Instructions for the task →
A verbatim transcript of the lines below, starting at the first and ending with the one that holds "let root = read_tree(xml)?;", is what should be produced.

─── Information given ───

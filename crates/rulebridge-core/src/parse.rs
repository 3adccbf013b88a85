//! Report parser: serialized XML report to [`Report`].
//!
//! The root element may have any name; it must contain a `results` section.
//! The `files` and `rules` index sections are optional. Elements the format
//! does not define are skipped together with their subtrees. Text content is
//! trimmed at both ends.
use crate::error::ReportError;
use crate::model::{
    Defect, FileEntry, Report, RootInfo, Rule, RuleInfo, Target, rule_name_from_uri,
};
use crate::xml::{Element, read_tree};

/// Element names used by the report format.
pub(crate) mod names {
    pub const FILES: &str = "files";
    pub const FILE: &str = "file";
    pub const RULES: &str = "rules";
    pub const RULE: &str = "rule";
    pub const RESULTS: &str = "results";
    pub const PROBLEM: &str = "problem";
    pub const SOLUTION: &str = "solution";
    pub const TARGET: &str = "target";
    pub const DEFECT: &str = "defect";
}

/// Attribute names used by the report format.
pub(crate) mod attrs {
    pub const NAME: &str = "Name";
    pub const TYPE: &str = "Type";
    pub const URI: &str = "Uri";
    pub const ASSEMBLY: &str = "Assembly";
    pub const SEVERITY: &str = "Severity";
    pub const CONFIDENCE: &str = "Confidence";
    pub const LOCATION: &str = "Location";
    pub const SOURCE: &str = "Source";
}

/// Parses a serialized report.
///
/// Parsing never mutates its input; the returned [`Report`] is a fresh value
/// owned by the caller.
///
/// # Errors
///
/// - [`ReportError::Syntax`] / [`ReportError::EmptyDocument`]: not well-formed XML.
/// - [`ReportError::MissingSection`]: no `results` section under the root.
/// - [`ReportError::MissingAttribute`]: a rule has neither `Name` nor `Uri`,
///   a target has no `Name`, a defect has no `Source`, or an indexed file has
///   no `Name`.
pub fn parse_report(xml: &str) -> Result<Report, ReportError> {
    let root = read_tree(xml)?;

    let results = root.child(names::RESULTS).ok_or(ReportError::MissingSection {
        section: names::RESULTS,
    })?;

    let files = match root.child(names::FILES) {
        Some(section) => section
            .children_named(names::FILE)
            .map(parse_file_entry)
            .collect::<Result<Vec<_>, _>>()?,
        None => Vec::new(),
    };

    let rule_index = match root.child(names::RULES) {
        Some(section) => section
            .children_named(names::RULE)
            .map(parse_rule_info)
            .collect::<Result<Vec<_>, _>>()?,
        None => Vec::new(),
    };

    let rules = results
        .children_named(names::RULE)
        .map(parse_rule)
        .collect::<Result<Vec<_>, _>>()?;

    let report = Report {
        root: RootInfo {
            name: root.name.clone(),
            attributes: root.attributes.clone(),
        },
        files,
        rule_index,
        rules,
    };

    tracing::trace!(
        rules = report.rules.len(),
        targets = report.target_count(),
        defects = report.defect_count(),
        "parsed report"
    );

    Ok(report)
}

fn parse_file_entry(el: &Element) -> Result<FileEntry, ReportError> {
    let path = required(el, names::FILE, attrs::NAME)?;
    Ok(FileEntry {
        path: path.to_owned(),
        assembly: el.trimmed_text().to_owned(),
    })
}

fn parse_rule_info(el: &Element) -> Result<RuleInfo, ReportError> {
    Ok(RuleInfo {
        name: rule_identity(el)?,
        kind: optional(el, attrs::TYPE),
        uri: optional(el, attrs::URI),
        full_name: el.trimmed_text().to_owned(),
    })
}

fn parse_rule(el: &Element) -> Result<Rule, ReportError> {
    let targets = el
        .children_named(names::TARGET)
        .map(parse_target)
        .collect::<Result<Vec<_>, _>>()?;

    Ok(Rule {
        name: rule_identity(el)?,
        uri: optional(el, attrs::URI),
        problem: child_text(el, names::PROBLEM),
        solution: child_text(el, names::SOLUTION),
        targets,
    })
}

fn parse_target(el: &Element) -> Result<Target, ReportError> {
    let name = required(el, names::TARGET, attrs::NAME)?;
    let defects = el
        .children_named(names::DEFECT)
        .map(parse_defect)
        .collect::<Result<Vec<_>, _>>()?;

    Ok(Target {
        name: name.to_owned(),
        assembly: optional(el, attrs::ASSEMBLY),
        defects,
    })
}

fn parse_defect(el: &Element) -> Result<Defect, ReportError> {
    let source = required(el, names::DEFECT, attrs::SOURCE)?;
    Ok(Defect {
        severity: optional(el, attrs::SEVERITY),
        confidence: optional(el, attrs::CONFIDENCE),
        location: optional(el, attrs::LOCATION),
        source: source.to_owned(),
        description: el.trimmed_text().to_owned(),
    })
}

/// Resolves a rule's identity: its `Name`, else the last segment of its `Uri`.
fn rule_identity(el: &Element) -> Result<String, ReportError> {
    let name = el.attr(attrs::NAME).map(str::trim);
    if let Some(name) = name.filter(|n| !n.is_empty()) {
        return Ok(name.to_owned());
    }
    el.attr(attrs::URI)
        .and_then(rule_name_from_uri)
        .ok_or(ReportError::MissingAttribute {
            element: names::RULE,
            attribute: attrs::NAME,
        })
}

fn required<'a>(
    el: &'a Element,
    element: &'static str,
    attribute: &'static str,
) -> Result<&'a str, ReportError> {
    el.attr(attribute)
        .ok_or(ReportError::MissingAttribute { element, attribute })
}

fn optional(el: &Element, attribute: &str) -> Option<String> {
    el.attr(attribute).map(str::to_owned)
}

fn child_text(el: &Element, name: &str) -> String {
    el.child(name)
        .map(|c| c.trimmed_text().to_owned())
        .unwrap_or_default()
}
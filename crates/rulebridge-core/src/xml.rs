//! Minimal element tree built from a quick-xml event stream.
//!
//! Reports are small enough to hold in memory, and interpreting a tree keeps
//! the report-specific rules in [`crate::parse`] free of reader state.
use quick_xml::Reader;
use quick_xml::events::{BytesRef, BytesStart, Event};

use crate::error::ReportError;

/// One XML element with its attributes, direct text and child elements.
#[derive(Debug, Clone, Default)]
pub(crate) struct Element {
    pub name: String,
    pub attributes: Vec<(String, String)>,
    pub text: String,
    pub children: Vec<Element>,
}

impl Element {
    /// Returns the value of the attribute named `key`.
    pub fn attr(&self, key: &str) -> Option<&str> {
        self.attributes
            .iter()
            .find(|(k, _)| k == key)
            .map(|(_, v)| v.as_str())
    }

    /// Returns the first child element named `name`.
    pub fn child(&self, name: &str) -> Option<&Element> {
        self.children.iter().find(|c| c.name == name)
    }

    /// Iterates over child elements named `name`.
    pub fn children_named<'a>(&'a self, name: &'a str) -> impl Iterator<Item = &'a Element> {
        self.children.iter().filter(move |c| c.name == name)
    }

    /// Returns the trimmed text content of this element.
    pub fn trimmed_text(&self) -> &str {
        self.text.trim()
    }
}

/// Reads `xml` into an element tree and returns its root element.
///
/// # Errors
///
/// Returns [`ReportError::Syntax`] if the document is not well-formed and
/// [`ReportError::EmptyDocument`] if it has no root element.
#[allow(clippy::wildcard_enum_match_arm)]
pub(crate) fn read_tree(xml: &str) -> Result<Element, ReportError> {
    let mut reader = Reader::from_str(xml);
    let mut stack: Vec<Element> = Vec::new();
    let mut root: Option<Element> = None;

    loop {
        let event = reader.read_event().map_err(|e| ReportError::Syntax {
            position: reader.buffer_position() as u64,
            detail: e.to_string(),
        })?;

        match event {
            Event::Start(start) => {
                stack.push(element_from_start(&start, &reader)?);
            }
            Event::Empty(start) => {
                let element = element_from_start(&start, &reader)?;
                attach(element, &mut stack, &mut root, reader.buffer_position() as u64)?;
            }
            Event::End(_) => {
                // quick-xml checks that end tags match, so the stack is never
                // empty here for a well-formed document.
                if let Some(element) = stack.pop() {
                    attach(element, &mut stack, &mut root, reader.buffer_position() as u64)?;
                }
            }
            Event::Text(text) => {
                let decoded = text.decode().map_err(|e| syntax(&reader, &e))?;
                push_text(&mut stack, &decoded);
            }
            Event::CData(data) => {
                let bytes = data.into_inner();
                push_text(&mut stack, &String::from_utf8_lossy(&bytes));
            }
            Event::GeneralRef(reference) => {
                let resolved = resolve_reference(&reference, &reader)?;
                push_text(&mut stack, &resolved);
            }
            Event::Eof => break,
            // Declarations, comments, processing instructions and doctypes
            // carry nothing a report needs.
            _ => {}
        }
    }

    if !stack.is_empty() {
        return Err(ReportError::Syntax {
            position: reader.buffer_position() as u64,
            detail: "unexpected end of document".to_owned(),
        });
    }

    root.ok_or(ReportError::EmptyDocument)
}

/// Builds an [`Element`] (without children) from a start or empty tag.
fn element_from_start(
    start: &BytesStart<'_>,
    reader: &Reader<&[u8]>,
) -> Result<Element, ReportError> {
    let name = String::from_utf8_lossy(start.name().as_ref()).into_owned();
    let mut attributes = Vec::new();
    for attr in start.attributes() {
        let attr = attr.map_err(|e| syntax(reader, &e))?;
        let key = String::from_utf8_lossy(attr.key.as_ref()).into_owned();
        let value = attr.unescape_value().map_err(|e| syntax(reader, &e))?;
        attributes.push((key, value.into_owned()));
    }
    Ok(Element {
        name,
        attributes,
        ..Element::default()
    })
}

/// Resolves a character reference or one of the predefined XML entities.
fn resolve_reference(
    reference: &BytesRef<'_>,
    reader: &Reader<&[u8]>,
) -> Result<String, ReportError> {
    if let Some(ch) = reference.resolve_char_ref().map_err(|e| syntax(reader, &e))? {
        return Ok(ch.to_string());
    }
    let name = reference.decode().map_err(|e| syntax(reader, &e))?;
    match quick_xml::escape::resolve_predefined_entity(&name) {
        Some(value) => Ok(value.to_owned()),
        None => Err(ReportError::Syntax {
            position: reader.buffer_position() as u64,
            detail: format!("unknown entity reference &{name};"),
        }),
    }
}

/// Appends a completed element to its parent, or makes it the root. A second
/// top-level element is a syntax error.
fn attach(
    element: Element,
    stack: &mut [Element],
    root: &mut Option<Element>,
    position: u64,
) -> Result<(), ReportError> {
    match stack.last_mut() {
        Some(parent) => parent.children.push(element),
        None if root.is_some() => {
            return Err(ReportError::Syntax {
                position,
                detail: format!("unexpected second root element <{}>", element.name),
            });
        }
        None => *root = Some(element),
    }
    Ok(())
}

/// Appends text to the innermost open element. Text outside the root is
/// whitespace in any well-formed document and is ignored.
fn push_text(stack: &mut [Element], text: &str) {
    if let Some(current) = stack.last_mut() {
        current.text.push_str(text);
    }
}

fn syntax(reader: &Reader<&[u8]>, err: &dyn std::fmt::Display) -> ReportError {
    ReportError::Syntax {
        position: reader.buffer_position() as u64,
        detail: err.to_string(),
    }
}

#[cfg(test)]
mod tests {
    #![allow(clippy::expect_used)]

    use super::*;

    #[test]
    fn reads_nested_elements_and_attributes() {
        let root = read_tree(r#"<a x="1"><b y="2">hi</b><c/></a>"#).expect("tree");
        assert_eq!(root.name, "a");
        assert_eq!(root.attr("x"), Some("1"));
        assert_eq!(root.children.len(), 2);
        let b = root.child("b").expect("b");
        assert_eq!(b.attr("y"), Some("2"));
        assert_eq!(b.trimmed_text(), "hi");
        assert!(root.child("c").is_some());
    }

    #[test]
    fn resolves_entities_in_text_and_attributes() {
        let root = read_tree(r#"<a v="x &lt; y">1 &amp; 2 &#x41;</a>"#).expect("tree");
        assert_eq!(root.attr("v"), Some("x < y"));
        assert_eq!(root.trimmed_text(), "1 & 2 A");
    }

    #[test]
    fn keeps_cdata_verbatim() {
        let root = read_tree("<a><![CDATA[<raw> & text]]></a>").expect("tree");
        assert_eq!(root.trimmed_text(), "<raw> & text");
    }

    #[test]
    fn ignores_declaration_and_comments() {
        let root = read_tree("<?xml version=\"1.0\"?>\n<!-- c --><a/>").expect("tree");
        assert_eq!(root.name, "a");
    }

    #[test]
    fn mismatched_tags_are_syntax_errors() {
        let err = read_tree("<a><b></a>").expect_err("should fail");
        assert!(matches!(err, ReportError::Syntax { .. }), "got {err:?}");
    }

    #[test]
    fn unclosed_root_is_a_syntax_error() {
        let err = read_tree("<a><b/>").expect_err("should fail");
        assert!(matches!(err, ReportError::Syntax { .. }), "got {err:?}");
    }

    #[test]
    fn second_top_level_element_is_a_syntax_error() {
        let err = read_tree("<a><results/></a><b/>").expect_err("should fail");
        assert!(matches!(err, ReportError::Syntax { .. }), "got {err:?}");

        let err = read_tree("<a/><b></b>").expect_err("should fail");
        assert!(matches!(err, ReportError::Syntax { .. }), "got {err:?}");
    }

    #[test]
    fn empty_input_has_no_root() {
        assert_eq!(
            read_tree("").expect_err("should fail"),
            ReportError::EmptyDocument
        );
        assert_eq!(
            read_tree("<?xml version=\"1.0\"?>").expect_err("should fail"),
            ReportError::EmptyDocument
        );
    }
}
pub mod keys;
pub mod lines;
pub mod slice;

pub use keys::KeyCursor;
pub use lines::{LineCursor, with_open};
pub use slice::SliceCursor;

───

Final answer →
filename crates/rulebridge-core/src/parse.rs
repository 3adccbf013b88a85
//! Report parser: serialized XML report to [`Report`].
//!
//! The root element may have any name; it must contain a `results` section.
//! The `files` and `rules` index sections are optional. Elements the format
//! does not define are skipped together with their subtrees. Text content is
//! trimmed at both ends.
use crate::error::ReportError;
use crate::model::{
    Defect, FileEntry, Report, RootInfo, Rule, RuleInfo, Target, rule_name_from_uri,
};
use crate::xml::{Element, read_tree};

/// Element names used by the report format.
pub(crate) mod names {
    pub const FILES: &str = "files";
    pub const FILE: &str = "file";
    pub const RULES: &str = "rules";
    pub const RULE: &str = "rule";
    pub const RESULTS: &str = "results";
    pub const PROBLEM: &str = "problem";
    pub const SOLUTION: &str = "solution";
    pub const TARGET: &str = "target";
    pub const DEFECT: &str = "defect";
}

/// Attribute names used by the report format.
pub(crate) mod attrs {
    pub const NAME: &str = "Name";
    pub const TYPE: &str = "Type";
    pub const URI: &str = "Uri";
    pub const ASSEMBLY: &str = "Assembly";
    pub const SEVERITY: &str = "Severity";
    pub const CONFIDENCE: &str = "Confidence";
    pub const LOCATION: &str = "Location";
    pub const SOURCE: &str = "Source";
}

/// Parses a serialized report.
///
/// Parsing never mutates its input; the returned [`Report`] is a fresh value
/// owned by the caller.
///
/// # Errors
///
/// - [`ReportError::Syntax`] / [`ReportError::EmptyDocument`]: not well-formed XML.
/// - [`ReportError::MissingSection`]: no `results` section under the root.
/// - [`ReportError::MissingAttribute`]: a rule has neither `Name` nor `Uri`,
///   a target has no `Name`, a defect has no `Source`, or an indexed file has
///   no `Name`.
pub fn parse_report(xml: &str) -> Result<Report, ReportError> {
    let root = read_tree(xml)?;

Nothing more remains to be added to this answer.